Literature DB >> 16888367

Isolation of transcription factor complexes by in vivo biotinylation tagging and direct binding to streptavidin beads.

Patrick Rodriguez1, Harald Braun, Katarzyna E Kolodziej, Ernie de Boer, Jennifer Campbell, Edgar Bonte, Frank Grosveld, Sjaak Philipsen, John Strouboulis.   

Abstract

Efficient tagging methodologies are an integral aspect of protein complex characterization by proteomic approaches. Owing to the very high affinity of biotin for avidin and streptavidin, biotinylation tagging offers an attractive approach for the efficient purification of protein complexes.
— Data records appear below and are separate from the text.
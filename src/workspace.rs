//! Workspace guard (§4.11): the boundary every file-path and working-
//! directory tool argument must resolve inside, after canonicalization and
//! symlink resolution. Enforces only the boundary — default-hidden paths
//! (`.git`, `node_modules`, `.env`, ...) are a non-core tooling concern per
//! the spec and are not filtered here.

use std::path::{Path, PathBuf};

use crate::error::{Error, Result};

/// A canonicalized workspace root plus the containment check every tool
/// path argument and command working directory must pass.
#[derive(Debug, Clone)]
pub struct WorkspaceGuard {
    root: PathBuf,
}

impl WorkspaceGuard {
    pub fn new(root: impl AsRef<Path>) -> Result<Self> {
        let root = root.as_ref();
        let canonical = root
            .canonicalize()
            .map_err(|e| Error::config(format!("workspace root {}: {e}", root.display())))?;
        Ok(Self { root: canonical })
    }

    pub fn root(&self) -> &Path {
        &self.root
    }

    /// Resolve `candidate` (absolute, or relative to the workspace root)
    /// and check it falls within the workspace root after resolving
    /// symlinks. Tolerates a candidate that does not exist yet (so tools
    /// can validate a path they're about to create), by canonicalizing the
    /// nearest existing ancestor and re-joining the rest.
    pub fn resolve(&self, candidate: impl AsRef<Path>) -> Result<PathBuf> {
        let candidate = candidate.as_ref();
        let joined = if candidate.is_absolute() {
            candidate.to_path_buf()
        } else {
            self.root.join(candidate)
        };

        let canonical = canonicalize_allow_missing_tail(&joined)
            .map_err(|_| Error::path_outside_workspace(candidate.display().to_string()))?;

        if canonical.starts_with(&self.root) {
            Ok(canonical)
        } else {
            Err(Error::path_outside_workspace(candidate.display().to_string()))
        }
    }
}

/// Canonicalize `path`, walking up to the nearest existing ancestor when
/// the full path doesn't exist yet and re-joining the non-existent tail.
fn canonicalize_allow_missing_tail(path: &Path) -> std::io::Result<PathBuf> {
    if let Ok(resolved) = path.canonicalize() {
        return Ok(resolved);
    }
    let parent = path.parent().ok_or_else(|| {
        std::io::Error::new(std::io::ErrorKind::NotFound, "path has no resolvable parent")
    })?;
    let tail = path.file_name();
    let canonical_parent = canonicalize_allow_missing_tail(parent)?;
    Ok(match tail {
        Some(name) => canonical_parent.join(name),
        None => canonical_parent,
    })
}

#[cfg(test)]
mod tests {
    use super::*;
    use std::fs;

    fn temp_dir(name: &str) -> PathBuf {
        let dir = std::env::temp_dir().join(format!("agentcore-rt-workspace-test-{name}-{}", std::process::id()));
        let _ = fs::remove_dir_all(&dir);
        fs::create_dir_all(&dir).unwrap();
        dir
    }

    #[test]
    fn accepts_paths_inside_the_root() {
        let root = temp_dir("inside");
        fs::write(root.join("a.txt"), b"hi").unwrap();
        let guard = WorkspaceGuard::new(&root).unwrap();
        let resolved = guard.resolve("a.txt").unwrap();
        assert!(resolved.starts_with(guard.root()));
    }

    #[test]
    fn rejects_paths_outside_the_root() {
        let root = temp_dir("outside-root");
        let guard = WorkspaceGuard::new(&root).unwrap();
        let err = guard.resolve("../../etc/passwd").unwrap_err();
        assert!(matches!(err, Error::PathOutsideWorkspace(_)));
    }

    #[test]
    fn allows_a_not_yet_created_file_inside_the_root() {
        let root = temp_dir("not-yet-created");
        let guard = WorkspaceGuard::new(&root).unwrap();
        let resolved = guard.resolve("new_dir/new_file.txt").unwrap();
        assert!(resolved.starts_with(guard.root()));
    }

    #[test]
    fn rejects_a_symlink_that_escapes_the_root() {
        let root = temp_dir("symlink-escape");
        let outside = temp_dir("symlink-escape-target");
        #[cfg(unix)]
        {
            std::os::unix::fs::symlink(&outside, root.join("escape")).unwrap();
            let guard = WorkspaceGuard::new(&root).unwrap();
            let err = guard.resolve("escape").unwrap_err();
            assert!(matches!(err, Error::PathOutsideWorkspace(_)));
        }
    }
}
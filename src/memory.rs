//! Conversation memory (§4.2, C4): an ordered message store guarded by a
//! read/write lock, with deterministic recency-based pruning that always
//! keeps system messages.

use std::sync::RwLock;

use crate::types::{Message, Role};

/// Per-message token overhead added to the character-based estimate, to
/// account for role/formatting tokens a real tokenizer would also spend.
const PER_MESSAGE_OVERHEAD: usize = 4;

/// Rough token estimate: `ceil(len / 4) + overhead`. Shared by
/// [`Message::estimate_tokens`] and the pruning algorithm below so both use
/// the exact same arithmetic.
pub fn estimate_tokens(content: &str) -> usize {
    content.len().div_ceil(4) + PER_MESSAGE_OVERHEAD
}

/// Ordered conversation store. Cheap to clone the handle (it's an `Arc` at
/// the `Agent` level); the lock is internal.
#[derive(Debug, Default)]
pub struct Memory {
    messages: RwLock<Vec<Message>>,
}

impl Memory {
    pub fn new() -> Self {
        Self {
            messages: RwLock::new(Vec::new()),
        }
    }

    pub fn add(&self, message: Message) {
        self.messages
            .write()
            .expect("memory lock poisoned")
            .push(message);
    }

    pub fn add_multiple(&self, messages: impl IntoIterator<Item = Message>) {
        let mut guard = self.messages.write().expect("memory lock poisoned");
        guard.extend(messages);
    }

    /// Deep copy of the full ordered history.
    pub fn get_all(&self) -> Vec<Message> {
        self.messages.read().expect("memory lock poisoned").clone()
    }

    pub fn get_recent(&self, n: usize) -> Vec<Message> {
        let guard = self.messages.read().expect("memory lock poisoned");
        let start = guard.len().saturating_sub(n);
        guard[start..].to_vec()
    }

    pub fn get_by_role(&self, role: Role) -> Vec<Message> {
        self.messages
            .read()
            .expect("memory lock poisoned")
            .iter()
            .filter(|m| m.role == role)
            .cloned()
            .collect()
    }

    pub fn count(&self) -> usize {
        self.messages.read().expect("memory lock poisoned").len()
    }

    pub fn clear(&self) {
        self.messages.write().expect("memory lock poisoned").clear();
    }

    /// Replace the stored history with the result of running the whole
    /// pipeline: a context-summarization pass (external, via
    /// [`crate::context::ContextManager`]) followed by [`prune`]. Kept as a
    /// thin wrapper so callers needing only pruning don't have to round-trip
    /// through `get_all`/replace themselves.
    pub fn prune(&self, max_tokens: usize) {
        let mut guard = self.messages.write().expect("memory lock poisoned");
        let pruned = prune_sequence(&guard, max_tokens);
        *guard = pruned;
    }

    /// Replace the full history (used by the context manager after running
    /// its strategy chain, and by pruning after it computes the new
    /// sequence with the lock released).
    pub fn replace_all(&self, messages: Vec<Message>) {
        *self.messages.write().expect("memory lock poisoned") = messages;
    }
}

/// The deterministic pruning algorithm from §4.2, extracted as a pure
/// function so it can be unit tested without going through the lock.
pub fn prune_sequence(messages: &[Message], max_tokens: usize) -> Vec<Message> {
    let (system, rest): (Vec<Message>, Vec<Message>) =
        messages.iter().cloned().partition(|m| m.role == Role::System);

    let system_tokens: usize = system.iter().map(Message::estimate_tokens).sum();
    let remaining_budget = max_tokens as i64 - system_tokens as i64;
    if remaining_budget < 0 {
        return system;
    }
    let remaining_budget = remaining_budget as usize;

    let mut kept_rev = Vec::new();
    let mut cumulative = 0usize;
    for msg in rest.iter().rev() {
        let tokens = msg.estimate_tokens();
        if cumulative + tokens > remaining_budget {
            break;
        }
        cumulative += tokens;
        kept_rev.push(msg.clone());
    }
    kept_rev.reverse();

    let mut result = system;
    result.extend(kept_rev);
    result
}
//! Approval Manager (§4.6, C7): request/response protocol for per-
//! invocation tool approval, with auto-approval rules and timeout-as-denial.
//!
//! Event emission (`ToolApprovalRequest`/`Granted`/`Denied`) is left to the
//! agent loop, which owns the event channel; this module only tracks
//! pending approvals and resolves the single-shot response primitive.

use std::collections::HashMap;
use std::sync::atomic::{AtomicU64, Ordering};
use std::sync::Mutex;
use std::time::Duration;

use tokio::sync::oneshot;

use crate::event::ApprovalResponse;

/// One pattern in the `execute_command` whitelist (§4.6, §6).
#[derive(Debug, Clone, PartialEq, Eq)]
pub enum PatternKind {
    Exact,
    Prefix,
}

#[derive(Debug, Clone, PartialEq, Eq)]
pub struct CommandPattern {
    pub kind: PatternKind,
    pub value: String,
}

impl CommandPattern {
    pub fn exact(value: impl Into<String>) -> Self {
        Self {
            kind: PatternKind::Exact,
            value: value.into(),
        }
    }

    pub fn prefix(value: impl Into<String>) -> Self {
        Self {
            kind: PatternKind::Prefix,
            value: value.into(),
        }
    }

    fn matches(&self, command: &str) -> bool {
        match self.kind {
            PatternKind::Exact => self.value == command,
            PatternKind::Prefix => {
                command == self.value || command.starts_with(&format!("{} ", self.value))
            }
        }
    }
}

/// Tracks open approvals and applies auto-approval rules.
pub struct ApprovalManager {
    pending: Mutex<HashMap<String, oneshot::Sender<ApprovalResponse>>>,
    next_id: AtomicU64,
    auto_approve: HashMap<String, bool>,
    whitelist: Vec<CommandPattern>,
}

impl ApprovalManager {
    pub fn new(auto_approve: HashMap<String, bool>, whitelist: Vec<CommandPattern>) -> Self {
        Self {
            pending: Mutex::new(HashMap::new()),
            next_id: AtomicU64::new(0),
            auto_approve,
            whitelist,
        }
    }

    /// Auto-approval rules (§4.6), applied before opening a `PendingApproval`.
    /// `execute_command` is never auto-approved by the per-tool flag, only
    /// by the whitelist; every other tool defaults to `false` on first
    /// sight (default-deny).
    pub fn auto_grant(&self, tool_name: &str, command: Option<&str>) -> bool {
        if tool_name == "execute_command" {
            return command.is_some_and(|c| self.whitelist.iter().any(|p| p.matches(c)));
        }
        self.auto_approve.get(tool_name).copied().unwrap_or(false)
    }

    /// Open a new pending approval, returning its id and response receiver.
    pub fn open(&self) -> (String, oneshot::Receiver<ApprovalResponse>) {
        let id = format!("appr-{}", self.next_id.fetch_add(1, Ordering::SeqCst));
        let (tx, rx) = oneshot::channel();
        self.pending
            .lock()
            .expect("approval lock poisoned")
            .insert(id.clone(), tx);
        (id, rx)
    }

    /// Resolve a pending approval. Single-shot: returns `true` only for the
    /// call that actually delivered the response; any later call (or a call
    /// after expiry cleanup) for the same id is a no-op and returns `false`.
    pub fn resolve(&self, id: &str, response: ApprovalResponse) -> bool {
        let sender = self
            .pending
            .lock()
            .expect("approval lock poisoned")
            .remove(id);
        match sender {
            Some(tx) => {
                let _ = tx.send(response);
                true
            }
            None => false,
        }
    }

    fn cleanup(&self, id: &str) {
        self.pending.lock().expect("approval lock poisoned").remove(id);
    }

    /// Wait for a response with a timeout; an elapsed timeout (or the
    /// sender being dropped) is treated as `Denied` (§4.6 outcome 4) and
    /// removes the pending entry so a late `resolve` is a no-op.
    pub async fn await_response(
        &self,
        id: &str,
        rx: oneshot::Receiver<ApprovalResponse>,
        timeout: Duration,
    ) -> ApprovalResponse {
        match tokio::time::timeout(timeout, rx).await {
            Ok(Ok(response)) => response,
            _ => {
                self.cleanup(id);
                ApprovalResponse::Denied
            }
        }
    }

    pub fn open_count(&self) -> usize {
        self.pending.lock().expect("approval lock poisoned").len()
    }
}

#[cfg(test)]
mod tests {
    use super::*;

    #[test]
    fn execute_command_ignores_the_per_tool_flag() {
        let mut auto = HashMap::new();
        auto.insert("execute_command".to_string(), true);
        let manager = ApprovalManager::new(auto, Vec::new());
        assert!(!manager.auto_grant("execute_command", Some("git status")));
    }

    #[test]
    fn execute_command_honors_exact_whitelist_pattern() {
        let manager = ApprovalManager::new(
            HashMap::new(),
            vec![CommandPattern::exact("git status")],
        );
        assert!(manager.auto_grant("execute_command", Some("git status")));
        assert!(!manager.auto_grant("execute_command", Some("git status --short")));
    }

    #[test]
    fn execute_command_honors_prefix_whitelist_pattern() {
        let manager =
            ApprovalManager::new(HashMap::new(), vec![CommandPattern::prefix("git status")]);
        assert!(manager.auto_grant("execute_command", Some("git status --short")));
        assert!(!manager.auto_grant("execute_command", Some("git statuses")));
    }

    #[test]
    fn other_tools_default_deny_until_configured() {
        let manager = ApprovalManager::new(HashMap::new(), Vec::new());
        assert!(!manager.auto_grant("list_files", None));
        let mut auto = HashMap::new();
        auto.insert("list_files".to_string(), true);
        let manager = ApprovalManager::new(auto, Vec::new());
        assert!(manager.auto_grant("list_files", None));
    }

    #[tokio::test]
    async fn resolve_is_single_shot() {
        let manager = ApprovalManager::new(HashMap::new(), Vec::new());
        let (id, rx) = manager.open();
        assert!(manager.resolve(&id, ApprovalResponse::Granted));
        assert!(!manager.resolve(&id, ApprovalResponse::Denied));
        let resolved = manager.await_response(&id, rx, Duration::from_secs(1)).await;
        assert_eq!(resolved, ApprovalResponse::Granted);
    }

    #[tokio::test]
    async fn timeout_is_treated_as_denied_and_cleans_up() {
        let manager = ApprovalManager::new(HashMap::new(), Vec::new());
        let (id, rx) = manager.open();
        let resolved = manager
            .await_response(&id, rx, Duration::from_millis(10))
            .await;
        assert_eq!(resolved, ApprovalResponse::Denied);
        assert_eq!(manager.open_count(), 0);
        // a late resolve after expiry cleanup is a no-op.
        assert!(!manager.resolve(&id, ApprovalResponse::Granted));
    }
}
The very high affinity of the biotin/(strept)avidin system also offers the potential for the single-step capture of lower abundance protein complexes, such as transcription factor complexes. The identification of short peptide tags that are efficiently biotinylated by the bacterial BirA biotin ligase led to an approach for the single-step purification of transcription factor complexes by specific in vivo biotinylation tagging. A short sequence tag fused N-terminally to the transcription factor of interest is very efficiently biotinylated by BirA coexpressed in the same cells, as was demonstrated by the tagging of the essential hematopoietic transcription factor GATA-1. The direct binding to streptavidin of biotinylated GATA-1 in nuclear extracts resulted in the single-step capture of the tagged factor and associated proteins, which were eluted and identified by mass spectrometry. This led to the characterization of several distinct GATA-1 complexes with other transcription factors and chromatin remodeling cofactors, which are involved in activation and repression of gene targets. Thus, BirA-mediated tagging is an efficient approach for the direct capture and characterization of transcription factor complexes.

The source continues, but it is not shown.